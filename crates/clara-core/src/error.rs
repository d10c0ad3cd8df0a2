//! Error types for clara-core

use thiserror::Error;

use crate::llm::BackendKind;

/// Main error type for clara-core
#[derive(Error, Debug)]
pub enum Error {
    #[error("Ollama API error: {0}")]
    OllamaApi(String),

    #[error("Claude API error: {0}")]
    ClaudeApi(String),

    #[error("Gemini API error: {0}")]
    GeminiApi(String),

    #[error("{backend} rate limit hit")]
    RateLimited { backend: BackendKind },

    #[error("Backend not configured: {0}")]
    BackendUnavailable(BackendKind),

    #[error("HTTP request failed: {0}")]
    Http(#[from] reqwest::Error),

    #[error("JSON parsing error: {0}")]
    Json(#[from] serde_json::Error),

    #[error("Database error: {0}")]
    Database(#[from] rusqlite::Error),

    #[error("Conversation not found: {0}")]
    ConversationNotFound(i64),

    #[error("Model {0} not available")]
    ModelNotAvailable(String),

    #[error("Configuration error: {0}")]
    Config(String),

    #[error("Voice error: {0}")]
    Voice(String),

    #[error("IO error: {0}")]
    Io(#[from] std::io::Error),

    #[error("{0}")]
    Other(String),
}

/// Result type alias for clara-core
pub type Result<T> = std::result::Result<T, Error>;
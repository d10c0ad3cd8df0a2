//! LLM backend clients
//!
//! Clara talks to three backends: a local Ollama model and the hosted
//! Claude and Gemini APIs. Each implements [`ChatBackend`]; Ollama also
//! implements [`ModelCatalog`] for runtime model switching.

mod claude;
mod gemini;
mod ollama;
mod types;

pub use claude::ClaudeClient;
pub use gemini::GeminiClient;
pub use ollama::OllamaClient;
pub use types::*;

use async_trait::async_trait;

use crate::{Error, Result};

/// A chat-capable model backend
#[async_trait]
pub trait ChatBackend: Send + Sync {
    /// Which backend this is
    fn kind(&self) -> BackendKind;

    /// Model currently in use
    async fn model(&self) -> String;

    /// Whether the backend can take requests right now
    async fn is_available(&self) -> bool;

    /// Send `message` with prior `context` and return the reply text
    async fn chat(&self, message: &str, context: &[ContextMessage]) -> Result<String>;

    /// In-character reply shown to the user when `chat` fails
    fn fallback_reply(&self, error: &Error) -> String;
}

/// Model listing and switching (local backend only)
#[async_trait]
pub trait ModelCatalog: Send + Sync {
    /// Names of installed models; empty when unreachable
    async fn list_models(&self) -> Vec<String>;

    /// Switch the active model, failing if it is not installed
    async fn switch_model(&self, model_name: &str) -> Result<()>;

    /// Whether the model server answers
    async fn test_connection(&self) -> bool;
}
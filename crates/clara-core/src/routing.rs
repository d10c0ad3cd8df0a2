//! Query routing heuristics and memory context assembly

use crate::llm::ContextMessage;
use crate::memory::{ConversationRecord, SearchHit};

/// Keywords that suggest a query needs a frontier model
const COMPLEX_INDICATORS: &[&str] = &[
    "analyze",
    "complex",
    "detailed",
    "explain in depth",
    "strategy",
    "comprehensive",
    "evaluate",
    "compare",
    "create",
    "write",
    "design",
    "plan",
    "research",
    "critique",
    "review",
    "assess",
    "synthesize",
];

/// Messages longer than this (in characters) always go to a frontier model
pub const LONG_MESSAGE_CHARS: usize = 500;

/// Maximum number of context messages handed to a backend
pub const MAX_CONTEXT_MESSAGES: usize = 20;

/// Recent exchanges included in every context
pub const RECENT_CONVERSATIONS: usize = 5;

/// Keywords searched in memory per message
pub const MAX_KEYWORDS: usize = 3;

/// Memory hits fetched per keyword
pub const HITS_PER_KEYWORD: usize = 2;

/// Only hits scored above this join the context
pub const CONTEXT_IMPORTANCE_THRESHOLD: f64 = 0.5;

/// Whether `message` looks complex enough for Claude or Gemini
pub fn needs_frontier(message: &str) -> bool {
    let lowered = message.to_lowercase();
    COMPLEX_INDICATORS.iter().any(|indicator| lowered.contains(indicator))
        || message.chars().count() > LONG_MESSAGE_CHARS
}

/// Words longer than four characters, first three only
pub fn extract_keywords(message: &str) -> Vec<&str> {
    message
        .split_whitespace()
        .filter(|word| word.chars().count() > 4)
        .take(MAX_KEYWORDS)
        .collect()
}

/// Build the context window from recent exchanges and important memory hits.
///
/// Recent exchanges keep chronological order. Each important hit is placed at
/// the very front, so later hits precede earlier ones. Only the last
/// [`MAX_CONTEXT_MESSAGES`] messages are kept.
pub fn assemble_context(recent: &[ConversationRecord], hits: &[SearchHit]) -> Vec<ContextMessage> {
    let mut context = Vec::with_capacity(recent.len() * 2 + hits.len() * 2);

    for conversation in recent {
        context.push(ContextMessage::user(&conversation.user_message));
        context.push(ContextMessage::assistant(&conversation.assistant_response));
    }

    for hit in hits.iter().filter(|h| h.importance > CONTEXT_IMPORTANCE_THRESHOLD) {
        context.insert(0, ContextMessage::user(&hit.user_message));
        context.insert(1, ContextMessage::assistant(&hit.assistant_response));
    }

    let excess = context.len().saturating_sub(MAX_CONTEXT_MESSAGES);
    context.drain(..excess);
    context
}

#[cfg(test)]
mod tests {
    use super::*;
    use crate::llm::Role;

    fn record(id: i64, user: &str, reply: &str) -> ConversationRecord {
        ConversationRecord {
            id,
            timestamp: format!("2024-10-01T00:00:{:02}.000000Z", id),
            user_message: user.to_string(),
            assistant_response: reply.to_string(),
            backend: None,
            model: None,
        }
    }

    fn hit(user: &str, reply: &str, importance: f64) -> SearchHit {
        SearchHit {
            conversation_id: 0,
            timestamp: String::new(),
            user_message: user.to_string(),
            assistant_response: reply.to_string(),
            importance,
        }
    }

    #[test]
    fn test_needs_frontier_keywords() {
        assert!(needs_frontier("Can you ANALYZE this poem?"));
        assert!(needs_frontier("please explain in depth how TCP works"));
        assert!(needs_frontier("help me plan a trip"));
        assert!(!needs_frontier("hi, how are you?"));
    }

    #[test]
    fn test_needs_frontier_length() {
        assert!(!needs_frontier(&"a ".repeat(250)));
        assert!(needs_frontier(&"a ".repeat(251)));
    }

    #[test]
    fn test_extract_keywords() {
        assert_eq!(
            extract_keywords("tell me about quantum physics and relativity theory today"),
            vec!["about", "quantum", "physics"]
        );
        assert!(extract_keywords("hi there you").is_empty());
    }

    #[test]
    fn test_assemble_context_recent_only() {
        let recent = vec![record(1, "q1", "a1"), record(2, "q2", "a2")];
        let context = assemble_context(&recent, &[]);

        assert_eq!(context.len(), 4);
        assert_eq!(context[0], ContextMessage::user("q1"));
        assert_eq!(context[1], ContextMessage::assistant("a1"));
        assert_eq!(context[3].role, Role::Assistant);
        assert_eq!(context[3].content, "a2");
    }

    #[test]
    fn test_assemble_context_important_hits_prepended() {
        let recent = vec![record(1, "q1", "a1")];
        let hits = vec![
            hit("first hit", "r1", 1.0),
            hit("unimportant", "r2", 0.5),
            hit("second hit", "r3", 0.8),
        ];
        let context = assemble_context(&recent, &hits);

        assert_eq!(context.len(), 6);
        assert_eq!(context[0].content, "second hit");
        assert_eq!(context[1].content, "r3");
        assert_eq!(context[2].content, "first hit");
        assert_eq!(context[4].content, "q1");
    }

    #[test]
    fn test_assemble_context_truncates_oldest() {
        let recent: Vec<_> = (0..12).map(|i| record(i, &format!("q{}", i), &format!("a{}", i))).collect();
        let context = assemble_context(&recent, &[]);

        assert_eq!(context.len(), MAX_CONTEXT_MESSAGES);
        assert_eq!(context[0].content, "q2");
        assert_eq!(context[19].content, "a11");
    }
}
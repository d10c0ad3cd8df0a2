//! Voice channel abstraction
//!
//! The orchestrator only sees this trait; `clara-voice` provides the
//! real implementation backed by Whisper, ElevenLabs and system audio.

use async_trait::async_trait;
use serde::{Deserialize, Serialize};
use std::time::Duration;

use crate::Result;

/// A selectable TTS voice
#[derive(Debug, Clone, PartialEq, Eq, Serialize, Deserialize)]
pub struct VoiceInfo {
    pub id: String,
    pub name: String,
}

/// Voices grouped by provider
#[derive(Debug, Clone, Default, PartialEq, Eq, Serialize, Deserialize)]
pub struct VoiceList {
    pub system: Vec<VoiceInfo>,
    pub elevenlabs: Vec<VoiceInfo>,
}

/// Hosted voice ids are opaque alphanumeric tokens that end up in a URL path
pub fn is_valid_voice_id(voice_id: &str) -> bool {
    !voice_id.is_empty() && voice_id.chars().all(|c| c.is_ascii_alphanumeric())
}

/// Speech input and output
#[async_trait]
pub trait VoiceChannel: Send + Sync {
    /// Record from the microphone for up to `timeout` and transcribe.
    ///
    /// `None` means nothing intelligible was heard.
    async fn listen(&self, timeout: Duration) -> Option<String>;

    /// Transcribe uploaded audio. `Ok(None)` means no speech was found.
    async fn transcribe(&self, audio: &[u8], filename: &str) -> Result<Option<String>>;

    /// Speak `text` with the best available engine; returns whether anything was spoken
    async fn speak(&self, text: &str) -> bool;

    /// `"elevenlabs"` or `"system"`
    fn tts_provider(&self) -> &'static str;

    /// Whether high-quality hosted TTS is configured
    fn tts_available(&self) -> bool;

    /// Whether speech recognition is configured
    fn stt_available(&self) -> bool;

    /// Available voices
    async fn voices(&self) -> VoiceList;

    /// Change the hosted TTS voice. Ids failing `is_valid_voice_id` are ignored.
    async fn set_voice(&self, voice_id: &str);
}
————
REQUIREMENT
Wherever the string "derive" appears in the listing above, show the whole line.

RESPONSE TO THE TASK
#[derive(Error, Debug)]
#[derive(Debug, Clone, PartialEq, Eq, Serialize, Deserialize)]
#[derive(Debug, Clone, Default, PartialEq, Eq, Serialize, Deserialize)]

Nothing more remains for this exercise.